Senin, 17 Maret 2014

Siapa yang sekuler?



Kurikulum 2013 telah diuji coba. Kurikulum yang lahir dari kekhawatiran Pemerintah yang menganggap dekadensi moral generasi muda sudah semakin mencapai titik kritis ini menerjemahkannya ke dalam desain kurikulum baru. Hal-hal baru tersebut, terutama perbedaan mencolok di tingkat pendidikan dasar antara lain  menghapus mata pelajaran Bahasa Inggris (sebagai klaim pembentukan nasionalisme yang lebih kokoh), menghapus mata pelajaran IPA (diusahakan untuk mengajarkannya secara tematik integratif) serta menambah porsi untuk mata pelajaran agama, PKN, penjaskes dan kesenian, dengan harapan dapat menjadi pondasi bagi pendidikan karakter anak.

Kita boleh memandang optimis pembentukan karakter melalui mapel-mapel tersebut, hanya jika guru (pengajar) dan instrumen mengajar tidak membuat anak bagaikan kerbau tanpa boleh berpikir dan menginterupsi. Pelajaran-pelajaran diatas memicu peluang tersampaikannya ilmu atau nilai-nilai moral secara dogmatis. Alih-alih mengajarkan karakter, yang terbentuk justru generasi yang tidak terbiasa berpikir kritis hingga muncullah generasi pro-kekerasan karena tak terbiasa menerima perbedaan dalam kehidupan sehari-hari . 

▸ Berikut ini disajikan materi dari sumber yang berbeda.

//! SessionLayer behaviour through a tower stack.

mod common;

use common::RecordingStore;
use hashsession_core::{BoxError, RequestSessionExt, SessionLayer, SessionOptions};
use http::header::{COOKIE, SET_COOKIE};
use http::{Request, Response, StatusCode};
use std::convert::Infallible;
use std::rc::Rc;
use tower::{Layer, ServiceBuilder, ServiceExt, service_fn};

async fn counter(req: Request<()>) -> Result<Response<String>, Infallible> {
    let session = req.session().expect("session layer installed");
    let count = session.get::<u64>("count") + 1;
    session.set("count", &count).expect("u64 encodes");
    Ok(Response::new(count.to_string()))
}

fn request(cookie: Option<&str>) -> Request<()> {
    let mut builder = Request::builder().uri("/");
    if let Some(cookie) = cookie {
        builder = builder.header(COOKIE, cookie);
    }
    builder.body(()).unwrap()
}

fn layer_for(store: std::sync::Arc<RecordingStore>) -> SessionLayer {
    SessionLayer::new(
        SessionOptions::builder()
            .store(store)
            .key_generator(|| "issued".to_string())
            .build()
            .unwrap(),
    )
}

#[tokio::test]
async fn test_new_visitor_gets_cookie_and_state() {
    let store = RecordingStore::new("mem");
    let service = ServiceBuilder::new()
        .layer(layer_for(store.clone()))
        .service(service_fn(counter));

    let response = service.oneshot(request(None)).await.unwrap();

    assert_eq!(response.status(), StatusCode::OK);
    assert_eq!(response.body(), "1");
    assert_eq!(response.headers().get(SET_COOKIE).unwrap(), "session=issued");
    assert_eq!(store.memory().field("issued", "count"), Some(b"1".to_vec()));
}

#[tokio::test]
async fn test_returning_visitor_keeps_counting() {
    let store = RecordingStore::new("mem");
    let layer = layer_for(store.clone());

    for expected in 1..=3u64 {
        let service = layer.layer(service_fn(counter));
        let response = service
            .oneshot(request(Some("session=known")))
            .await
            .unwrap();

        assert_eq!(response.body(), &expected.to_string());
        assert!(response.headers().get(SET_COOKIE).is_none());
    }

    assert_eq!(store.transactions().len(), 3);
}

#[tokio::test]
async fn test_inner_error_still_flushes() {
    let store = RecordingStore::new("mem");
    let service = layer_for(store.clone()).layer(service_fn(|req: Request<()>| async move {
        if let Some(session) = req.session() {
            session.set("attempted", &true).map_err(BoxError::from)?;
        }
        Err::<Response<String>, BoxError>("inner failed".into())
    }));

    let err = service.oneshot(request(Some("session=k"))).await.unwrap_err();

    assert_eq!(err.to_string(), "inner failed");
    assert_eq!(store.memory().field("k", "attempted"), Some(b"true".to_vec()));
}

/// Inner error type that is neither `Send` nor `Sync`.
struct LocalError(Rc<&'static str>);

impl From<LocalError> for BoxError {
    fn from(err: LocalError) -> Self {
        (*err.0).into()
    }
}

#[tokio::test]
async fn test_inner_error_without_send_is_converted_before_flush() {
    let store = RecordingStore::new("mem");
    let service = layer_for(store.clone()).layer(service_fn(|req: Request<()>| async move {
        if let Some(session) = req.session() {
            let _ = session.set("attempted", &true);
        }
        Err::<Response<String>, LocalError>(LocalError(Rc::new("local failure")))
    }));

    // The layered future must still be spawnable on a multi-threaded runtime.
    let joined = tokio::spawn(service.oneshot(request(Some("session=k")))).await;
    let err = joined.unwrap().unwrap_err();

    assert_eq!(err.to_string(), "local failure");
    assert_eq!(store.memory().field("k", "attempted"), Some(b"true".to_vec()));
}

#[tokio::test]
async fn test_start_failure_rejects_request() {
    let store = RecordingStore::new("mem");
    store.fail_reads(true);
    let service = layer_for(store.clone()).layer(service_fn(counter));

    let err = service.oneshot(request(Some("session=k"))).await.unwrap_err();

    assert!(err.to_string().contains("read refused"));
    assert!(store.transactions().is_empty());
}

#[tokio::test]
async fn test_flush_failure_replaces_response() {
    let store = RecordingStore::new("mem");
    store.fail_execute(true);
    let service = layer_for(store.clone()).layer(service_fn(counter));

    let err = service.oneshot(request(Some("session=k"))).await.unwrap_err();

    assert!(err.to_string().contains("EXECABORT"));
}

#[tokio::test]
async fn test_panicking_handler_flushes_before_unwinding() {
    let store = RecordingStore::new("mem");
    let service = layer_for(store.clone()).layer(service_fn(|req: Request<()>| async move {
        let session = req.session().cloned();
        if let Some(session) = session {
            session.set("before_panic", &1).map_err(BoxError::from)?;
            panic!("handler blew up");
        }
        Ok::<_, BoxError>(Response::new(String::new()))
    }));

    let joined = tokio::spawn(service.oneshot(request(Some("session=k")))).await;

    assert!(joined.unwrap_err().is_panic());
    assert_eq!(store.memory().field("k", "before_panic"), Some(b"1".to_vec()));
}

Saya ingin mengingat masa kecil dimana saya pertama kali diperkenalkan kepada islam. Sejak saya mengenal kata “agama” , saya dipahamkan bahwa islam adalah agama saya. Saya menerima hal tersebut sebagai sebuah warisan mutlak tanpa menyadari bahwa perkara beragama seharusnya dipilih berdasarkan kesadaran iluminatif yang membawa konsekuensi logis pada diri kita untuk melaksanakan semua kewajiban lain semata-mata hanya untuk Tuhan. Kemudian kira-kira pada usia 5 tahun, saya pergi ke Taman Pendidikan Al Qur’an (TPA) untuk belajar membaca Al Qur’an dan berlanjut ke Pondok Pesantren untuk belajar Fikih, Tauhid, Akhlak, Nahwu, Shorof dan lain-lain. Beruntungnya, pengalaman-pengalaman di Pondok Pesantren memicu saya untuk terus belajar dan menambah referensi.

Sejak kecil kita cenderung menerima agama sebagai dogma lewat metode yang sama sekali tidak memberikan kita kebebasan berpikir. Akibatnya, hingga dewasa, orang-orang menjadi takut untuk belajar agama secara mandiri bahkan malas mencari tahu sendiri walaupun untuk hal-hal kecil. Ulama atau lebih sering disebut ustadz menjadi orang yang sangat “suci”. Mereka yang menolak sekulerisme sebenarnya seringkali paradoks sebab justru memisahkan hal-hal duniawi dengan mengkultuskan peran ustadz atau ulama. Tak heran jika akhir-akhir ini banyak kasus berkenaan dengan kekecewaan umat kepada ustadz-ustadz selebritis di televisi. Padahal, dalam islam, hakikat penciptaan manusia tercantum dalam Q.S Al Baqoroh:30 bahwa manusia terlahir untuk menjadi pemimpin. Umat harus sadar tentang persamaan manusia dalam tanggung jawab mencari ilmu dalam upaya pencapaian kemandirian berpikir.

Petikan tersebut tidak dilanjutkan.